A previous study indicated that CXC chemokine receptor-7 (CXCR-7) promotes progression and metastasis of tumor cells, representing a potential target molecule for cancer therapy (11). CXCR-7 has been characterized as a novel receptor for CXC-7 (12). A previous study demonstrated that the CXCR-7 gene encodes members of the G protein-coupled receptor family, which was identified as an orphan receptor for vasoactive intestinal peptides (13). CXCR-7 is now classified as a novel receptor for the CXC motif chemokine 12/stromal cell-derived factor 1-alpha, which may serve a role in the progression, metastasis and angiogenesis of otorhinolaryngologic tumors (14). In addition, CXCR-7 has been considered to serve an essential role in the pathogenesis of tumor angiogenesis and metastasis (11). Furthermore, Yates et al (11) demonstrated that CXCR-7 forms a functional complex associated with epidermal growth factor (EGF)-receptor, extracellular signal-regulated kinase (ERK), phosphoinositide 3-kinase/protein kinase B (AKT) and proto-oncogene tyrosine-protein kinase Src, which subsequently induced the phosphorylation and upregulation of B-cell lymphoma 2 (Bcl-2) and cyclin-D1. These studies indicated that suppression of CXCR-7 expression by CXC-7 reversed these effects and resulted in suppressed growth, inhibition of migration and induction of apoptosis. Therefore, it was hypothesized that CXC-7 inhibits OTSCC cell migration and invasion via regulation of the ERK/AKT signaling pathway.

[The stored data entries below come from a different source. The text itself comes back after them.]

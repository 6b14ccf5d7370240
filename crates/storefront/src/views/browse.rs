//! Browse page: category selector and product table.
//!
//! The two halves load independently. A failed category fetch hides the
//! selector without an error; a failed product fetch shows one.

use cornerstore_core::{Category, CategoryId, Product, ProductId};
use serde::Serialize;

use super::{FetchState, format_price};
use crate::catalog::{CatalogClient, CatalogError};

/// Label of the option that selects every category.
pub const ALL_CATEGORIES_LABEL: &str = "All";

/// Shown when the product list is empty.
pub const NO_PRODUCTS_MESSAGE: &str = "No products available.";

/// One entry of the category selector.
#[derive(Debug, Clone, PartialEq, Eq, Serialize)]
pub struct CategoryOption {
    /// `None` for "All".
    pub value: Option<CategoryId>,
    pub label: String,
}

/// Category dropdown.
#[derive(Debug, Clone, Default, PartialEq, Eq, Serialize)]
pub struct CategorySelector {
    state: FetchState<Vec<Category>>,
}

impl CategorySelector {
    /// Settle from the categories fetch.
    #[must_use]
    pub fn resolve(result: Result<Vec<Category>, CatalogError>) -> Self {
        let state = match result {
            Ok(categories) => FetchState::Loaded(categories),
            Err(e) => {
                // Hidden rather than reported
                tracing::warn!(error = %e, "Category fetch failed, hiding selector");
                FetchState::Failed(String::new())
            }
        };
        Self { state }
    }

    #[must_use]
    pub const fn is_loading(&self) -> bool {
        self.state.is_loading()
    }

    /// Whether the selector is rendered at all.
    #[must_use]
    pub const fn is_visible(&self) -> bool {
        self.state.loaded().is_some()
    }

    /// "All" followed by one option per category, once loaded.
    #[must_use]
    pub fn options(&self) -> Option<Vec<CategoryOption>> {
        let categories = self.state.loaded()?;
        let all = CategoryOption {
            value: None,
            label: ALL_CATEGORIES_LABEL.to_string(),
        };
        let options = std::iter::once(all)
            .chain(categories.iter().map(|c| CategoryOption {
                value: Some(c.id),
                label: c.name.clone(),
            }))
            .collect();
        Some(options)
    }
}

/// One product table row.
#[derive(Debug, Clone, PartialEq, Eq, Serialize)]
pub struct ProductRow {
    pub id: ProductId,
    pub name: String,
    pub price: String,
}

impl From<&Product> for ProductRow {
    fn from(product: &Product) -> Self {
        Self {
            id: product.id,
            name: product.name.clone(),
            price: format_price(product.price),
        }
    }
}

/// Product table for the selected category.
#[derive(Debug, Clone, Default, PartialEq, Eq, Serialize)]
pub struct ProductTable {
    state: FetchState<Vec<ProductRow>>,
}

impl ProductTable {
    /// Settle from the products fetch.
    #[must_use]
    pub fn resolve(result: Result<Vec<Product>, CatalogError>) -> Self {
        let result = result.map(|products| products.iter().map(ProductRow::from).collect());
        Self {
            state: FetchState::from_result(result),
        }
    }

    #[must_use]
    pub const fn is_loading(&self) -> bool {
        self.state.is_loading()
    }

    /// Rows once loaded.
    #[must_use]
    pub fn rows(&self) -> &[ProductRow] {
        self.state.loaded().map_or(&[][..], Vec::as_slice)
    }

    /// Error or empty-list message shown instead of rows.
    #[must_use]
    pub fn message(&self) -> Option<&str> {
        match &self.state {
            FetchState::Loading => None,
            FetchState::Failed(message) => Some(message),
            FetchState::Loaded(rows) if rows.is_empty() => Some(NO_PRODUCTS_MESSAGE),
            FetchState::Loaded(_) => None,
        }
    }
}

/// The browse page.
#[derive(Debug, Clone, Default, PartialEq, Eq, Serialize)]
#[serde(rename_all = "camelCase")]
pub struct BrowseProducts {
    selected: Option<CategoryId>,
    categories: CategorySelector,
    products: ProductTable,
}

impl BrowseProducts {
    /// Page in its loading state with "All" selected.
    #[must_use]
    pub fn new() -> Self {
        Self::default()
    }

    /// Currently selected category, `None` for "All".
    #[must_use]
    pub const fn selected(&self) -> Option<CategoryId> {
        self.selected
    }

    /// Change the category; the product table goes back to loading.
    pub fn select(&mut self, category_id: Option<CategoryId>) {
        if self.selected != category_id {
            self.selected = category_id;
            self.products = ProductTable::default();
        }
    }

    pub fn resolve_categories(&mut self, result: Result<Vec<Category>, CatalogError>) {
        self.categories = CategorySelector::resolve(result);
    }

    pub fn resolve_products(&mut self, result: Result<Vec<Product>, CatalogError>) {
        self.products = ProductTable::resolve(result);
    }

    #[must_use]
    pub const fn categories(&self) -> &CategorySelector {
        &self.categories
    }

    #[must_use]
    pub const fn products(&self) -> &ProductTable {
        &self.products
    }

    /// Fetch both halves concurrently for `selected`.
    #[tracing::instrument(skip(catalog))]
    pub async fn load(catalog: &CatalogClient, selected: Option<CategoryId>) -> Self {
        let (categories, products) = tokio::join!(catalog.categories(), catalog.products(selected));

        let mut page = Self::new();
        page.select(selected);
        page.resolve_categories(categories);
        page.resolve_products(products);
        page
    }
}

The epithelial-to-mesenchymal transition (EMT) signaling pathway is a key process in tumor cell progression and metastasis stimulated by EGF/Ras and transforming growth factor-β (TGF-β) signaling pathways, which lead to a complex biochemical reaction processes in tumor cells (15,16). A previous study indicated that suppressing the progress of EMT may be clinically helpful for cancer therapy (17). EMT was reported as a fundamental process in cancer cell progression, during which epithelial cells disassemble, fibroblastic-mesenchymal phenotype acquire, basement membranes digest, and tosurrounding tissues transmigrate (18). EMT is involved in pathological situations of tumor cells such as the acquisition of an invasive, metastatic phenotype in tumors of epithelial origin (19). A previous study examined the molecular mechanisms of the EMT signaling pathway by Ras-induce signaling, which regulates EMT process in human tumor cells (20). In process of carcinogenesis, EMT promotes epithelial cells to dislodge epithelial polarity, digest the basement membrane and invade adjacent tissues, and even enter the bloodstream and colonize new palingenetic base (21). These references suggested that EMT signaling pathway was a potential tumor-therapy process during progression of neoplasm, and indicated that inhibition of EMT signaling pathway may suppress migration, invasion and metastasis through loss of inhibitory signaling in EMT signaling pathway.

The present study investigated CXCR-7 expression and the function of CXC-7 in the growth and migration of OTSCC cells. The CXCR-7 signaling pathway in relation to migration, invasion and protein expression in OTSCC cells was examined. It was demonstrated that inhibition of CXCR-7 expression suppressed OTSCC cell growth, migration and invasion both in vitro and in vivo. These results suggested that CXCR-7 is a potential target for OTSCC therapy.

Materials and methods

Cell lines

The Tca8113 and SCC25 oral squamous carcinoma cell lines were purchased from the American Type Culture Collection (Manassas, MA, USA) and cultured in Dulbecco's modified Eagle's medium (DMEM; Invitrogen, Thermo Fisher Scientific, Inc., Waltham, MA, USA) supplemented with 10% fetal bovine serum (Invitrogen, Carlsbad, CA, USA). The hNOE human normal oral epithelial cell line was obtained from the School of Stomatology of Shandong University (Jinan, China). All cells were cultured in a humidified incubator with 2 mM penicillin/streptomycin (37°C, 5% CO2).

MTT assay

Tca8113 and SCC25 cells (1×106) were treated with CXC-7 (2 mg/ml) or PBS in 6-well plates for 48 h in triplicate at 37°C. After culturing in DMEM, 20 µl MTT (5 mg/ml) was added to the cells. Then the cells were further incubated for 4 h at 37°C. The medium was removed and 100 µl dimethylsulfoxide was added into the wells to solubilize the crystals. The results were measured using an ELISA reader (Bio-Rad Laboratories, Inc., Hercules, CA, USA) reader at a wavelength of 450 nm.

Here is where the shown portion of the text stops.